Now - here's what I discovered as an excellent way to test a network Cat5 or any network cable (much better than a cable tester):

1. Create a batch file in DOS. I call this file dodir.bat with the following information:

DIR F:
DODIR

Assuming F is the network drive, the batch file runs indefinitely. The DIR command is not cached so this batch file will constantly be getting live info on the network. Make sure there are plenty of files in the F drive or network directory you are getting a directory of (like 50 or more).

2. The directory should scroll FAST on the screen and there should be no pauses anywhere (unless or course the file server is busy saving or copying something so be sure to do this when you do not expect any other major disk activity on the file server).

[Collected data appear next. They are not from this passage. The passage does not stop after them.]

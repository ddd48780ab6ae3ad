//! Gradient-to-color mapping used by renderers downstream of the engine.
//!
//! Seven stops sit at `-3, -2, -1, 0, 1, 2, 3` band widths; values between
//! stops are blended per channel and values outside clamp to the end stops.

use serde::{Deserialize, Serialize};

use crate::GradeError;

pub const STOP_COUNT: usize = 7;

#[derive(Clone, Copy, Debug, PartialEq, Eq, Hash)]
pub struct Rgb(pub u8, pub u8, pub u8);

impl Rgb {
    pub fn parse_hex(hex: &str) -> Result<Self, GradeError> {
        let value = hex.trim().trim_start_matches('#');
        if value.len() != 6 || !value.is_ascii() {
            return Err(GradeError::Decode(format!("invalid color {hex:?}")));
        }
        let channel = |range: std::ops::Range<usize>| {
            u8::from_str_radix(&value[range], 16)
                .map_err(|_| GradeError::Decode(format!("invalid color {hex:?}")))
        };
        Ok(Rgb(channel(0..2)?, channel(2..4)?, channel(4..6)?))
    }

    pub fn to_hex(self) -> String {
        format!("#{:02X}{:02X}{:02X}", self.0, self.1, self.2)
    }

    fn lerp(self, other: Rgb, t: f64) -> Rgb {
        Rgb(
            lerp_u8(self.0, other.0, t),
            lerp_u8(self.1, other.1, t),
            lerp_u8(self.2, other.2, t),
        )
    }
}

/// User-facing color preferences, as stored in configuration.
#[derive(Clone, Debug, Serialize, Deserialize, PartialEq)]
#[serde(default)]
pub struct ColorScale {
    /// `#RRGGBB` stops from steepest descent to steepest climb.
    pub stops: [String; STOP_COUNT],
    /// Gradient (percentage points) between neighbouring stops.
    pub band_width_pct: f64,
}

impl Default for ColorScale {
    fn default() -> Self {
        Self {
            stops: [
                "#2C7BB6", "#00A6CA", "#00CCBC", "#90EB9D", "#FFFF8C", "#F9D057", "#D7191C",
            ]
            .map(String::from),
            band_width_pct: 4.0,
        }
    }
}

impl ColorScale {
    pub fn palette(&self) -> Result<Palette, GradeError> {
        if !self.band_width_pct.is_finite() || self.band_width_pct <= 0.0 {
            return Err(GradeError::InvalidParameter(format!(
                "band_width_pct must be positive, got {}",
                self.band_width_pct
            )));
        }
        let mut stops = [Rgb(0, 0, 0); STOP_COUNT];
        for (slot, hex) in stops.iter_mut().zip(&self.stops) {
            *slot = Rgb::parse_hex(hex)?;
        }
        Ok(Palette {
            stops,
            band_width_pct: self.band_width_pct,
        })
    }
}

/// Parsed [`ColorScale`], ready for lookups.
#[derive(Clone, Copy, Debug, PartialEq)]
pub struct Palette {
    stops: [Rgb; STOP_COUNT],
    band_width_pct: f64,
}

impl Palette {
    pub fn color_for(&self, gradient_percent: f64) -> Rgb {
        let mid = (STOP_COUNT / 2) as f64;
        if gradient_percent.is_nan() {
            return self.stops[STOP_COUNT / 2];
        }
        let pos = (gradient_percent / self.band_width_pct + mid).clamp(0.0, (STOP_COUNT - 1) as f64);
        let idx = (pos.floor() as usize).min(STOP_COUNT - 2);
        self.stops[idx].lerp(self.stops[idx + 1], pos - idx as f64)
    }
}

fn lerp_u8(start: u8, end: u8, t: f64) -> u8 {
    let value = start as f64 + (end as f64 - start as f64) * t;
    value.round().clamp(0.0, 255.0) as u8
}
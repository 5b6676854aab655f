//! Retrieval-augmented context: vector store seam and the `retrieve_context` tool.

use std::sync::Arc;

use async_trait::async_trait;
use serde::{Deserialize, Serialize};
use serde_json::{Map, Value};
use tokio::sync::RwLock;

use crate::error::{Result, TurnstileError};
use crate::provider::Embedder;
use crate::tools::{Tool, ToolArguments, ToolContext, ToolOutput, ToolParameters};

/// A retrievable chunk of text with metadata.
#[derive(Debug, Clone, PartialEq, Serialize, Deserialize)]
pub struct Document {
    pub id: String,
    pub content: String,
    #[serde(default)]
    pub metadata: Map<String, Value>,
}

impl Document {
    pub fn new(id: impl Into<String>, content: impl Into<String>) -> Self {
        Self {
            id: id.into(),
            content: content.into(),
            metadata: Map::new(),
        }
    }

    pub fn with_metadata(mut self, key: impl Into<String>, value: Value) -> Self {
        self.metadata.insert(key.into(), value);
        self
    }
}

/// Equality filter over document metadata; every entry must match.
#[derive(Debug, Clone, Default, PartialEq, Serialize, Deserialize)]
pub struct MetadataFilter(pub Map<String, Value>);

impl MetadataFilter {
    pub fn eq(key: impl Into<String>, value: Value) -> Self {
        let mut map = Map::new();
        map.insert(key.into(), value);
        Self(map)
    }

    pub fn matches(&self, document: &Document) -> bool {
        self.0
            .iter()
            .all(|(key, expected)| document.metadata.get(key) == Some(expected))
    }
}

/// Vector index consumed as an opaque service.
#[async_trait]
pub trait VectorStore: Send + Sync {
    async fn upsert(&self, vector: Vec<f32>, document: Document) -> Result<()>;
    /// Top `k` documents by descending similarity.
    async fn search(
        &self,
        query: &[f32],
        k: usize,
        filter: Option<&MetadataFilter>,
    ) -> Result<Vec<(Document, f32)>>;
}

/// Brute-force cosine similarity store for tests and small corpora.
#[derive(Debug, Default)]
pub struct InMemoryVectorStore {
    entries: RwLock<Vec<(Vec<f32>, Document)>>,
}

impl InMemoryVectorStore {
    pub fn new() -> Self {
        Self::default()
    }
}

#[async_trait]
impl VectorStore for InMemoryVectorStore {
    async fn upsert(&self, vector: Vec<f32>, document: Document) -> Result<()> {
        let mut entries = self.entries.write().await;
        match entries.iter_mut().find(|(_, doc)| doc.id == document.id) {
            Some(slot) => *slot = (vector, document),
            None => entries.push((vector, document)),
        }
        Ok(())
    }

    async fn search(
        &self,
        query: &[f32],
        k: usize,
        filter: Option<&MetadataFilter>,
    ) -> Result<Vec<(Document, f32)>> {
        let entries = self.entries.read().await;
        let mut scored: Vec<(Document, f32)> = entries
            .iter()
            .filter(|(_, doc)| filter.map_or(true, |f| f.matches(doc)))
            .map(|(vector, doc)| (doc.clone(), cosine_similarity(query, vector)))
            .collect();
        scored.sort_by(|a, b| b.1.total_cmp(&a.1));
        scored.truncate(k);
        Ok(scored)
    }
}

fn cosine_similarity(a: &[f32], b: &[f32]) -> f32 {
    if a.len() != b.len() {
        return 0.0;
    }
    let dot: f32 = a.iter().zip(b).map(|(x, y)| x * y).sum();
    let norm_a = a.iter().map(|x| x * x).sum::<f32>().sqrt();
    let norm_b = b.iter().map(|x| x * x).sum::<f32>().sqrt();
    if norm_a == 0.0 || norm_b == 0.0 {
        0.0
    } else {
        dot / (norm_a * norm_b)
    }
}

/// Embed documents and load them into a store.
pub async fn index_documents(
    embedder: &dyn Embedder,
    store: &dyn VectorStore,
    documents: Vec<Document>,
) -> Result<usize> {
    let texts: Vec<String> = documents.iter().map(|doc| doc.content.clone()).collect();
    let vectors = embedder.embed(&texts).await?;
    if vectors.len() != documents.len() {
        return Err(TurnstileError::provider(
            "embedder",
            format!("expected {} embeddings, got {}", documents.len(), vectors.len()),
        ));
    }
    let count = documents.len();
    for (vector, document) in vectors.into_iter().zip(documents) {
        store.upsert(vector, document).await?;
    }
    Ok(count)
}

/// Tool that retrieves the top-k documents for a query and renders them as
/// `Source: {metadata}\nContent: {content}` blocks.
pub struct RetrieveContextTool {
    name: String,
    description: String,
    parameters: ToolParameters,
    embedder: Arc<dyn Embedder>,
    store: Arc<dyn VectorStore>,
    filter: Option<MetadataFilter>,
}

impl RetrieveContextTool {
    pub const DEFAULT_K: i64 = 2;

    pub fn new(embedder: Arc<dyn Embedder>, store: Arc<dyn VectorStore>) -> Self {
        Self {
            name: "retrieve_context".into(),
            description: "Retrieve information to help answer a query.".into(),
            parameters: ToolParameters::object()
                .string("query", "What to search for", true)
                .integer("k", "How many documents to return", false)
                .default_value("k", Value::from(Self::DEFAULT_K))
                .build(),
            embedder,
            store,
            filter: None,
        }
    }

    pub fn with_name(mut self, name: impl Into<String>) -> Self {
        self.name = name.into();
        self
    }

    pub fn with_filter(mut self, filter: MetadataFilter) -> Self {
        self.filter = Some(filter);
        self
    }
}

#[async_trait]
impl Tool for RetrieveContextTool {
    fn name(&self) -> &str {
        &self.name
    }

    fn description(&self) -> &str {
        &self.description
    }

    fn parameters(&self) -> &ToolParameters {
        &self.parameters
    }

    async fn execute(&self, args: &ToolArguments, ctx: &ToolContext) -> Result<ToolOutput> {
        let query = args.get_str("query")?;
        let k = usize::try_from(args.get_i64("k").unwrap_or(Self::DEFAULT_K)).unwrap_or(0);
        let mut vectors = self.embedder.embed(&[query.to_string()]).await?;
        let Some(vector) = vectors.pop() else {
            return Err(TurnstileError::provider("embedder", "no embedding returned"));
        };
        let hits = self.store.search(&vector, k, self.filter.as_ref()).await?;
        tracing::debug!(
            thread_id = %ctx.thread_id,
            tool = %self.name,
            hits = hits.len(),
            "retrieved context"
        );
        let rendered = hits
            .iter()
            .map(|(doc, _)| {
                format!(
                    "Source: {}\nContent: {}",
                    Value::Object(doc.metadata.clone()),
                    doc.content
                )
            })
            .collect::<Vec<_>>()
            .join("\n\n");
        Ok(ToolOutput::value(rendered))
    }
}
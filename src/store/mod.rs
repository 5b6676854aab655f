//! Namespaced long-term memory handed to tools and middleware.

use std::collections::{BTreeMap, HashMap};
use std::sync::Arc;

use async_trait::async_trait;
use chrono::{DateTime, Utc};
use serde::{Deserialize, Serialize};
use tokio::sync::RwLock;

use crate::error::Result;

/// Hierarchical namespace, e.g. `["users"]` or `["users", "42", "prefs"]`.
pub type Namespace = Vec<String>;

/// Build a namespace from string slices.
pub fn namespace(parts: &[&str]) -> Namespace {
    parts.iter().map(|part| (*part).to_string()).collect()
}

/// A stored value with bookkeeping.
#[derive(Debug, Clone, PartialEq, Serialize, Deserialize)]
pub struct StoreItem {
    pub namespace: Namespace,
    pub key: String,
    pub value: serde_json::Value,
    pub updated_at: DateTime<Utc>,
}

/// Key-value capability keyed by `(namespace, key)`.
#[async_trait]
pub trait KeyValueStore: Send + Sync {
    async fn get(&self, namespace: &[String], key: &str) -> Result<Option<StoreItem>>;
    async fn put(&self, namespace: &[String], key: &str, value: serde_json::Value) -> Result<()>;
    async fn delete(&self, namespace: &[String], key: &str) -> Result<()>;
    /// Items whose namespace starts with `prefix`, ordered by namespace then key.
    async fn list(&self, prefix: &[String]) -> Result<Vec<StoreItem>>;
}

/// Shared handle to a store.
pub type SharedStore = Arc<dyn KeyValueStore>;

/// Process-local store.
#[derive(Debug, Default)]
pub struct InMemoryStore {
    items: RwLock<HashMap<Namespace, BTreeMap<String, StoreItem>>>,
}

impl InMemoryStore {
    pub fn new() -> Self {
        Self::default()
    }
}

#[async_trait]
impl KeyValueStore for InMemoryStore {
    async fn get(&self, namespace: &[String], key: &str) -> Result<Option<StoreItem>> {
        let items = self.items.read().await;
        Ok(items.get(namespace).and_then(|bucket| bucket.get(key)).cloned())
    }

    async fn put(&self, namespace: &[String], key: &str, value: serde_json::Value) -> Result<()> {
        let item = StoreItem {
            namespace: namespace.to_vec(),
            key: key.to_string(),
            value,
            updated_at: Utc::now(),
        };
        self.items
            .write()
            .await
            .entry(namespace.to_vec())
            .or_default()
            .insert(key.to_string(), item);
        Ok(())
    }

    async fn delete(&self, namespace: &[String], key: &str) -> Result<()> {
        let mut items = self.items.write().await;
        if let Some(bucket) = items.get_mut(namespace) {
            bucket.remove(key);
            if bucket.is_empty() {
                items.remove(namespace);
            }
        }
        Ok(())
    }

    async fn list(&self, prefix: &[String]) -> Result<Vec<StoreItem>> {
        let items = self.items.read().await;
        let mut matched: Vec<StoreItem> = items
            .iter()
            .filter(|(ns, _)| ns.starts_with(prefix))
            .flat_map(|(_, bucket)| bucket.values().cloned())
            .collect();
        matched.sort_by(|a, b| (&a.namespace, &a.key).cmp(&(&b.namespace, &b.key)));
        Ok(matched)
    }
}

3. While the directory is scrolling fast on the workstation, place your finger on the network cable about an inch or two away from the connector at the workstation and push the cable UP at around 12 oclock for about 10 seconds. The directory should continue scrolling FAST with no pauses. Next, push it down at around the 6 oclock for 10 seconds and same thing at 9 oclock and 3 oclock positions. In all positions, the directory should scroll fast. If not, you have a problem right at the connector. If it works, try the same thing again at the connector at the router. Also, try it with the server's connectors while polling the workstation. Often, they are just not crimped down right. Sometimes you can even look at the RJ45 and you can see the gold pins are not crimped FLUSH down on the cable due to substandard crimpers.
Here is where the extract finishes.